>>>>

// SPDX-FileCopyrightText: 2026 Kestrel Contributors
// SPDX-License-Identifier: MIT OR Apache-2.0

//! The four reasoning engines.
//!
//! Every engine turns an [`EngineInput`] into a [`Draft`] and never fails:
//! model and tool errors degrade into template answers built from the
//! evidence that was gathered.

pub mod chain;
pub mod direct;
pub mod pipeline;
pub mod react;

pub use chain::ChainOfThoughtEngine;
pub use direct::DirectEngine;
pub use pipeline::{Analysis, PipelineEngine, PlanSource, PlanStep, StepResult};
pub use react::{ParsedAction, ReactStep, ReactTrace, Termination, ToolLoopEngine, parse_action};

use std::sync::Arc;
use std::time::Duration;

use async_trait::async_trait;
use kestrel_core::{CompletionAdapter, IntentResult, KestrelError, complete_within};
use kestrel_router::ReasoningMode;

use crate::evidence::EvidenceBundle;

/// Answer given when no collaborator could supply any evidence.
pub const INSUFFICIENT_DATA: &str = "Insufficient data: the inspection records could not be \
retrieved right now, so this question cannot be answered. Please try again later.";

/// Evidence characters inlined into model prompts.
pub(crate) const PROMPT_EVIDENCE_CHARS: usize = 6000;

/// A completion backend with the per-call timeout applied.
#[derive(Clone)]
pub struct ModelHandle {
    completion: Arc<dyn CompletionAdapter>,
    timeout: Duration,
}

impl ModelHandle {
    pub fn new(completion: Arc<dyn CompletionAdapter>, timeout: Duration) -> Self {
        Self {
            completion,
            timeout,
        }
    }

    /// Completes `prompt`, failing with [`KestrelError::Timeout`] when the
    /// backend does not answer in time.
    pub async fn complete(&self, prompt: &str) -> Result<String, KestrelError> {
        complete_within(self.completion.as_ref(), prompt, self.timeout).await
    }

    pub fn completion(&self) -> Arc<dyn CompletionAdapter> {
        self.completion.clone()
    }

    pub fn timeout(&self) -> Duration {
        self.timeout
    }
}

/// Everything an engine reasons over for one query.
#[derive(Debug, Clone, Copy)]
pub struct EngineInput<'a> {
    /// Effective query text, after follow-up enrichment.
    pub query: &'a str,
    pub intent: &'a IntentResult,
    pub evidence: &'a EvidenceBundle,
    /// Rendered conversation context, when context is enabled.
    pub context: Option<&'a str>,
    /// Improvement list from a failed reflection, for the corrective pass.
    pub feedback: &'a [String],
}

impl<'a> EngineInput<'a> {
    pub fn new(query: &'a str, intent: &'a IntentResult, evidence: &'a EvidenceBundle) -> Self {
        Self {
            query,
            intent,
            evidence,
            context: None,
            feedback: &[],
        }
    }

    pub fn with_context(mut self, context: Option<&'a str>) -> Self {
        self.context = context.filter(|c| !c.trim().is_empty());
        self
    }

    pub fn with_feedback(mut self, feedback: &'a [String]) -> Self {
        self.feedback = feedback;
        self
    }

    pub fn is_correction(&self) -> bool {
        !self.feedback.is_empty()
    }

    /// Conversation context and correction feedback blocks for prompts.
    pub(crate) fn prompt_extras(&self) -> String {
        let mut extras = String::new();
        if let Some(context) = self.context {
            extras.push_str("Conversation context:\n");
            extras.push_str(context);
            extras.push_str("\n\n");
        }
        if self.is_correction() {
            extras.push_str("A previous answer was rejected. Address these issues:\n");
            for item in self.feedback {
                extras.push_str("- ");
                extras.push_str(item);
                extras.push('\n');
            }
            extras.push('\n');
        }
        extras
    }
}

/// One engine's answer before reflection.
#[derive(Debug, Clone, PartialEq)]
pub struct Draft {
    pub answer: String,
    pub mode: ReasoningMode,
    pub model_calls: usize,
    /// True when the engine fell back to a template.
    pub degraded: bool,
    /// `(tool, output)` pairs observed while reasoning.
    pub observations: Vec<(String, String)>,
}

impl Draft {
    pub fn new(answer: impl Into<String>, mode: ReasoningMode) -> Self {
        Self {
            answer: answer.into(),
            mode,
            model_calls: 0,
            degraded: false,
            observations: Vec::new(),
        }
    }

    pub(crate) fn degraded(mut self) -> Self {
        self.degraded = true;
        self
    }

    pub(crate) fn with_calls(mut self, model_calls: usize) -> Self {
        self.model_calls = model_calls;
        self
    }
}

/// A reasoning strategy.
#[async_trait]
pub trait Reasoner: Send + Sync {
    fn mode(&self) -> ReasoningMode;

    /// Produces a draft answer. Never fails; degraded paths set
    /// [`Draft::degraded`].
    async fn reason(&self, input: &EngineInput<'_>) -> Draft;
}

<<<<

PROBLEM TO WORK ON: Go through the entries above and copy out every line that includes the word "pipeline".

YOUR RESPONSE:
pub mod pipeline;
pub use pipeline::{Analysis, PipelineEngine, PlanSource, PlanStep, StepResult};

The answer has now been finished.